### BRIEF
Look for the string "more" in the material below. Copy every line where you find it.

━━━━━ INPUT FOR THIS TASK ━━━━━

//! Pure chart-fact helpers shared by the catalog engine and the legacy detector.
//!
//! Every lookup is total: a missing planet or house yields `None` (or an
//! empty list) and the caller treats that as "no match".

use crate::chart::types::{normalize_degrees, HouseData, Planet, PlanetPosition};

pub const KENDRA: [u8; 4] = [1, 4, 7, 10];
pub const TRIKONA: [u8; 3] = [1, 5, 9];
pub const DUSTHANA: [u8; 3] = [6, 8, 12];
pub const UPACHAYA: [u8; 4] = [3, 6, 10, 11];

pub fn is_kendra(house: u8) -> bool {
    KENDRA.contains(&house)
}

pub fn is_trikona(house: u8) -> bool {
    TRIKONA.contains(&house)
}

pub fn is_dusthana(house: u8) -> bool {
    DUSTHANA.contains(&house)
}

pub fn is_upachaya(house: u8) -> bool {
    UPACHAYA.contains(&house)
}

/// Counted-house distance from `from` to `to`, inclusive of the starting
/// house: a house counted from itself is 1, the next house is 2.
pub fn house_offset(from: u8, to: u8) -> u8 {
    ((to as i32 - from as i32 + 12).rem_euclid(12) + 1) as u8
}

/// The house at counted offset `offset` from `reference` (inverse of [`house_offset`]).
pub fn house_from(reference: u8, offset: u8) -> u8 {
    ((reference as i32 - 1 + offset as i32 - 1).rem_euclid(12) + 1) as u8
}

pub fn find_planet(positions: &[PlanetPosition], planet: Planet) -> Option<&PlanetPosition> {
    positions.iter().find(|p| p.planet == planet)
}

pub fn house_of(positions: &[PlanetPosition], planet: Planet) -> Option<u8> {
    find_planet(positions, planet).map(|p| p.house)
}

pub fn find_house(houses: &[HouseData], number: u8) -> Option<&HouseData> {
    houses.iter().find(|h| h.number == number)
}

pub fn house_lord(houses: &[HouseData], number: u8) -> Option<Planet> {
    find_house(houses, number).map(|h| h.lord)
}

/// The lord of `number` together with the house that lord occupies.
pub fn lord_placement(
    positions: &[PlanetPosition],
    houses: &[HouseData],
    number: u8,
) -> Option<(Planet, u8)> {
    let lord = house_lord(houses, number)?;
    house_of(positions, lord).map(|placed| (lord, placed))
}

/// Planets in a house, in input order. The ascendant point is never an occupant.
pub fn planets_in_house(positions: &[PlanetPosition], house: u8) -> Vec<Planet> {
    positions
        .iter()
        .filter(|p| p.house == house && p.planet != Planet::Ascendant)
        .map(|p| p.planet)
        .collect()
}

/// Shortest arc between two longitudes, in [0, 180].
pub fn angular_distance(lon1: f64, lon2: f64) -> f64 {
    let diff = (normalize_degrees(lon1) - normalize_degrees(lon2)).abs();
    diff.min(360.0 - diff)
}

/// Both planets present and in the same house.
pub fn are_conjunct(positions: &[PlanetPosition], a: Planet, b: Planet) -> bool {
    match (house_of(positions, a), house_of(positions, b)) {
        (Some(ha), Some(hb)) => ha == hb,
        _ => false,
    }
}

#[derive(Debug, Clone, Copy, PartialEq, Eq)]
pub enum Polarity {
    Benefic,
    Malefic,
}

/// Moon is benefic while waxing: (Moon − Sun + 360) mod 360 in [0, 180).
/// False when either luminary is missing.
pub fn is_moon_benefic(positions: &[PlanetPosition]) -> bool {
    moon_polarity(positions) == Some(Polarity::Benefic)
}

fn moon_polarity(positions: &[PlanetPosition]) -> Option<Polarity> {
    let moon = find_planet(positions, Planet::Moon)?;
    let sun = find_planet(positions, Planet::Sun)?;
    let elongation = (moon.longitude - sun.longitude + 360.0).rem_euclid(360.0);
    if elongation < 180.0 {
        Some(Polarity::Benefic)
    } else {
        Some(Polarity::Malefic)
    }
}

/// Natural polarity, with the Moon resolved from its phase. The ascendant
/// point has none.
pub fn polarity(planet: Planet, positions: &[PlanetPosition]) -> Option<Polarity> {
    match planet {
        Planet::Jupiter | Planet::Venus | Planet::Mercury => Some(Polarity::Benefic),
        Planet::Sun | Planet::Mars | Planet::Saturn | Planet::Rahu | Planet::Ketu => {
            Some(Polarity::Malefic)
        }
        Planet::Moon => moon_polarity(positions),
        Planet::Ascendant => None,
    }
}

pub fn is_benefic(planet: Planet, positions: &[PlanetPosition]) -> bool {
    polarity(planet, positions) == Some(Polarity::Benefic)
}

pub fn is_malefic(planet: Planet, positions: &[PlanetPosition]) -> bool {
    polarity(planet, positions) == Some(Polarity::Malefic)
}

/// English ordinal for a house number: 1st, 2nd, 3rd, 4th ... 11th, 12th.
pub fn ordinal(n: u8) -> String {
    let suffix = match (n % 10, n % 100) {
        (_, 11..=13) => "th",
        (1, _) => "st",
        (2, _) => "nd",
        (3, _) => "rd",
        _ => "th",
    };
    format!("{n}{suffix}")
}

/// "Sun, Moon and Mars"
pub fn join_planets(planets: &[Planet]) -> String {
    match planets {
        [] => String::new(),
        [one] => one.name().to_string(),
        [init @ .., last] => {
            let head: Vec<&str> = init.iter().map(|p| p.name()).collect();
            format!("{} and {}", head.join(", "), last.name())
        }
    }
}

━━━━━
━━━━━ INPUT FOR THIS TASK ━━━━━

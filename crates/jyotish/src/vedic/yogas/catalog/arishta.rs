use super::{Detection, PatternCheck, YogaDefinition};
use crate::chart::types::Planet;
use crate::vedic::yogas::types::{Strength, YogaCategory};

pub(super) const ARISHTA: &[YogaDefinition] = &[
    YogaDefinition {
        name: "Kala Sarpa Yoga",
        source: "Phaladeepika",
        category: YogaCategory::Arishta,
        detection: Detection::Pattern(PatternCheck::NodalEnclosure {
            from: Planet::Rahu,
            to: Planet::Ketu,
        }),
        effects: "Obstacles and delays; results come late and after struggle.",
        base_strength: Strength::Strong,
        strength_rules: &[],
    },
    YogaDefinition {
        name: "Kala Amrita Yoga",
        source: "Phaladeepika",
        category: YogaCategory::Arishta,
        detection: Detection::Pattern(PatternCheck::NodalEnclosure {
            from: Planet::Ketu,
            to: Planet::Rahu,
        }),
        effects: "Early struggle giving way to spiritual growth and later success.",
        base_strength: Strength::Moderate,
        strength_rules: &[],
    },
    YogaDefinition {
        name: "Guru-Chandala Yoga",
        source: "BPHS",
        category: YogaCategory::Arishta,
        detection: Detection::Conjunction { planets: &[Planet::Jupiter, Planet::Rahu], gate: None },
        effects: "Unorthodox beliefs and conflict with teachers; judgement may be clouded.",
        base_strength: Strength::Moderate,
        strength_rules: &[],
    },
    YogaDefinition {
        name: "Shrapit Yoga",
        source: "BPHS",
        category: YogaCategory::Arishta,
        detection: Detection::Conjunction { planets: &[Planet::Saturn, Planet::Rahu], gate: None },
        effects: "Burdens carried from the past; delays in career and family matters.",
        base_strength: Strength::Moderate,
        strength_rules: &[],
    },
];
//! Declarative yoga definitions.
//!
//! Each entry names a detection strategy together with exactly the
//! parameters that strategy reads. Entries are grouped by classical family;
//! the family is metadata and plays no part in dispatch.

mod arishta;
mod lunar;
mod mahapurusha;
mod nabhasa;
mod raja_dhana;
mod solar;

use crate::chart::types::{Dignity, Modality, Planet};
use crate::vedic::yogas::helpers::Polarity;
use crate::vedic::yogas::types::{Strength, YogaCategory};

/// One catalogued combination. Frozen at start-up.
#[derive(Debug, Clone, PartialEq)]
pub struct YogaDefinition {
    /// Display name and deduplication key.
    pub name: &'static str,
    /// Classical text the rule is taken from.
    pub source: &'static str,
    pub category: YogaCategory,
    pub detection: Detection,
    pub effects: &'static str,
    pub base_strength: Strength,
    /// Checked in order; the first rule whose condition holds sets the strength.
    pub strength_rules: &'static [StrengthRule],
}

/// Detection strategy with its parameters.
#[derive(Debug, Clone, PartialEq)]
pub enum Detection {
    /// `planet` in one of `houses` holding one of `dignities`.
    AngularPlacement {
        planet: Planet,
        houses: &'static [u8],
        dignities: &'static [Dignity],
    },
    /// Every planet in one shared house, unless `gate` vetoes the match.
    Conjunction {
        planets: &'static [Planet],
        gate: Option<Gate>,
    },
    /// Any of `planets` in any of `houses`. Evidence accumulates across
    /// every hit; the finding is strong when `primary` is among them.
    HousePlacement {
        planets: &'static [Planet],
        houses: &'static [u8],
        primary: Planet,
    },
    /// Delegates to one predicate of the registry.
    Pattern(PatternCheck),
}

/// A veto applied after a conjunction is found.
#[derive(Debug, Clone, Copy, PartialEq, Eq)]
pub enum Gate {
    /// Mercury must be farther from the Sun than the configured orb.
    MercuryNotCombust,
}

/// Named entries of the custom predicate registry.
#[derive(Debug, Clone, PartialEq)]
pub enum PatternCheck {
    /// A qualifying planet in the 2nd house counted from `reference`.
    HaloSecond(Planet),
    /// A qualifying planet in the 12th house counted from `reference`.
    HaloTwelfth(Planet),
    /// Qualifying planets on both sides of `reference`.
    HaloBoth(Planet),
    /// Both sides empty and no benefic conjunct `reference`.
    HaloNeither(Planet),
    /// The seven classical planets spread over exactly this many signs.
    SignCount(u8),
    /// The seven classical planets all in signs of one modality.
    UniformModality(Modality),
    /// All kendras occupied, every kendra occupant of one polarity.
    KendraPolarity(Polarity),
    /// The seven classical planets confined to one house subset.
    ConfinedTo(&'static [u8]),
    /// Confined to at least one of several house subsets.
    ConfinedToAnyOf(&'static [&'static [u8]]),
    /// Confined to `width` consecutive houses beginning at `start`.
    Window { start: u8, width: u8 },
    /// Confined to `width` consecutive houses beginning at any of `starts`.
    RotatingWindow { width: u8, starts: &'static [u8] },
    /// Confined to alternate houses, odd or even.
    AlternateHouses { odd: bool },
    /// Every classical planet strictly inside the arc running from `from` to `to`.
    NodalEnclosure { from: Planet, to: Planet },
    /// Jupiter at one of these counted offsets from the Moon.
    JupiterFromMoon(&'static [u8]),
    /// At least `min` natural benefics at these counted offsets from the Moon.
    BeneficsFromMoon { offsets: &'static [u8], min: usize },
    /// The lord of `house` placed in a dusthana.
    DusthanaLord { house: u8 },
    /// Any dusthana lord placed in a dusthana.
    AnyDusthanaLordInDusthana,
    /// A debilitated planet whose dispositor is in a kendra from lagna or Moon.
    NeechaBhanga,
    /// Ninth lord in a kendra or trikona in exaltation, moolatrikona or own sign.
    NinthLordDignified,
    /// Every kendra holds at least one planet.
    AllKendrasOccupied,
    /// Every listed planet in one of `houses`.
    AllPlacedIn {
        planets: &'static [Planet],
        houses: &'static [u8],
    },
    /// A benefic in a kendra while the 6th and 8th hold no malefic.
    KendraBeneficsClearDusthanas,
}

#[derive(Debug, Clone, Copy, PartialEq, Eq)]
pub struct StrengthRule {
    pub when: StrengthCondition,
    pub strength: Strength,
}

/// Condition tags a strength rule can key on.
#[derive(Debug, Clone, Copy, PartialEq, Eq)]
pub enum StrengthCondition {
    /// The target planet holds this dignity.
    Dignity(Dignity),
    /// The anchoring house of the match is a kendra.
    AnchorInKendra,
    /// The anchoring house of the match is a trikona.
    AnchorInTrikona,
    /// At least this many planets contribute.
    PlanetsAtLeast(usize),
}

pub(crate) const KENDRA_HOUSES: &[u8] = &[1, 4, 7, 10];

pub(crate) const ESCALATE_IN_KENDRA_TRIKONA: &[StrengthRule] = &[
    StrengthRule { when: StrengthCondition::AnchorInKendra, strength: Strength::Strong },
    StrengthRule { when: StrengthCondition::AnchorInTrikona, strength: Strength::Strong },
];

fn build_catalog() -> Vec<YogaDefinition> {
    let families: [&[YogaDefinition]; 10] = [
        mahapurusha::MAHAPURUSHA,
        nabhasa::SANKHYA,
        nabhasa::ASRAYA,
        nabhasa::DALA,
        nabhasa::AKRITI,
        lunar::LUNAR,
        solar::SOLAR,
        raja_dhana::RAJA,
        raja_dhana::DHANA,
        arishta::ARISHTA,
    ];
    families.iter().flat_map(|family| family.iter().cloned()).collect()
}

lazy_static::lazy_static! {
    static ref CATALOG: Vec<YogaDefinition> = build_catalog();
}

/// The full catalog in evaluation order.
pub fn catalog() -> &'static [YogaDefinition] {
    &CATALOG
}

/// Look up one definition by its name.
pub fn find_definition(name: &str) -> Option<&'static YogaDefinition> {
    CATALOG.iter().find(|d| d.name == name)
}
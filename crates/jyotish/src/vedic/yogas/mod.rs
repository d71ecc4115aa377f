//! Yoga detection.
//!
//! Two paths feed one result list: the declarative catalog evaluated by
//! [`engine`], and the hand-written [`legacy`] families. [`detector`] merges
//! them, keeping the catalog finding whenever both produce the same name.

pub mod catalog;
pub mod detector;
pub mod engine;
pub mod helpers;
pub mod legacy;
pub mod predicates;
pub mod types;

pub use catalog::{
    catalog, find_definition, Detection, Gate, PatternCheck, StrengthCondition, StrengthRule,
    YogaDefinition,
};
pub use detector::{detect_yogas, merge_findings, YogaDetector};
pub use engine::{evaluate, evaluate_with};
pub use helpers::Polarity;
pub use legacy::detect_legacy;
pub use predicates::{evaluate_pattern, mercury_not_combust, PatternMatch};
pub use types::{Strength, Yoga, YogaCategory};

━━━━━
━━━━━ INPUT FOR THIS TASK ━━━━━

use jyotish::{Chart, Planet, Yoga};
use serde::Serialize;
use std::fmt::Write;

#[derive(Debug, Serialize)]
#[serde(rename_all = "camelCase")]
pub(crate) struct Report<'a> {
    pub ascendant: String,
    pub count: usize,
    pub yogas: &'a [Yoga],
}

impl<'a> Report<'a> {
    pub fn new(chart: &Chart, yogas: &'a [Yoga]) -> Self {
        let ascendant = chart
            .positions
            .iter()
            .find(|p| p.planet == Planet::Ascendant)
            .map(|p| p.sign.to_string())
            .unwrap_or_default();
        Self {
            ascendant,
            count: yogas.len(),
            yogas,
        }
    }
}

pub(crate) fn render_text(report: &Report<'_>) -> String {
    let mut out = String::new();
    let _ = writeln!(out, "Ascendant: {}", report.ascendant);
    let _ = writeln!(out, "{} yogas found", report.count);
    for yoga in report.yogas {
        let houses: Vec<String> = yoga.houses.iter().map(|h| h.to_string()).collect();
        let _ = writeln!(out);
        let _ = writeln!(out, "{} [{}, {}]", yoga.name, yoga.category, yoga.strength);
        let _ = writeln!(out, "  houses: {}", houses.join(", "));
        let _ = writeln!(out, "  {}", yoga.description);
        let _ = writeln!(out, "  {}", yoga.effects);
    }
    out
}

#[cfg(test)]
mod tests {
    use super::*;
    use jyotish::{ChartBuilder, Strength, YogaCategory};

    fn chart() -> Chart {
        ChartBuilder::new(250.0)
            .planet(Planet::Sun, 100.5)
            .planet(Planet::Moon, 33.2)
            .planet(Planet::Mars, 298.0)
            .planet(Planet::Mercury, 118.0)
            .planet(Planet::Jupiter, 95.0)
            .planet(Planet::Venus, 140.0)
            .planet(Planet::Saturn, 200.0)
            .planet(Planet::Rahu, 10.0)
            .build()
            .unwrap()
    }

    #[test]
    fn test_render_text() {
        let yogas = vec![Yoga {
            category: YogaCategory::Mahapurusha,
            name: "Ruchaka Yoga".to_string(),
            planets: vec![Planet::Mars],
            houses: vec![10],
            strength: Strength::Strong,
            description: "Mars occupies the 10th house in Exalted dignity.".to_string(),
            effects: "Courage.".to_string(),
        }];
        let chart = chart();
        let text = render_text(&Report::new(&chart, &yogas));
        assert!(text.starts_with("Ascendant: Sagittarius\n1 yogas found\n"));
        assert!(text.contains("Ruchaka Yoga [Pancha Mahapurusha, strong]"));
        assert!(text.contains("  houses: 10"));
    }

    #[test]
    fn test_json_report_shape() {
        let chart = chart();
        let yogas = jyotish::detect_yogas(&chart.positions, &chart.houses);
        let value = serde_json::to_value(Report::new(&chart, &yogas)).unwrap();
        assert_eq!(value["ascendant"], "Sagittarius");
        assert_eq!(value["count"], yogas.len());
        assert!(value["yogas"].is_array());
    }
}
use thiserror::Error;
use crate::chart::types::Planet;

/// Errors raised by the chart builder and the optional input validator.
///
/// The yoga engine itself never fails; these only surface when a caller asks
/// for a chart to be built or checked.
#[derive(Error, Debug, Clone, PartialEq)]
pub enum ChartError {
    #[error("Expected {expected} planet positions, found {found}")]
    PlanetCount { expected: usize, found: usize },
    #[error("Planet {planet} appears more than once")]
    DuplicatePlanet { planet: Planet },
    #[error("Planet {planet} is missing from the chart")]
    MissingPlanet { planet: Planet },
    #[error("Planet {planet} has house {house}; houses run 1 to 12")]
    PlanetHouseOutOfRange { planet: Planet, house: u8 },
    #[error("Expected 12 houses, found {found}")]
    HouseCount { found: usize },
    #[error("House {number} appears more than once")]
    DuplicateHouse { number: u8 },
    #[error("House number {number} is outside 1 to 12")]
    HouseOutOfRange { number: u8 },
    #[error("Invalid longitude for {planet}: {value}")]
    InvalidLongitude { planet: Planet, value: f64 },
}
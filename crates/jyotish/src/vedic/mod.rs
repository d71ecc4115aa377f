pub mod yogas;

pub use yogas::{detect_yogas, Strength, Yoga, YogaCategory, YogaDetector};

━━━━━

### RESULT
    #[error("Planet {planet} appears more than once")]
    #[error("House {number} appears more than once")]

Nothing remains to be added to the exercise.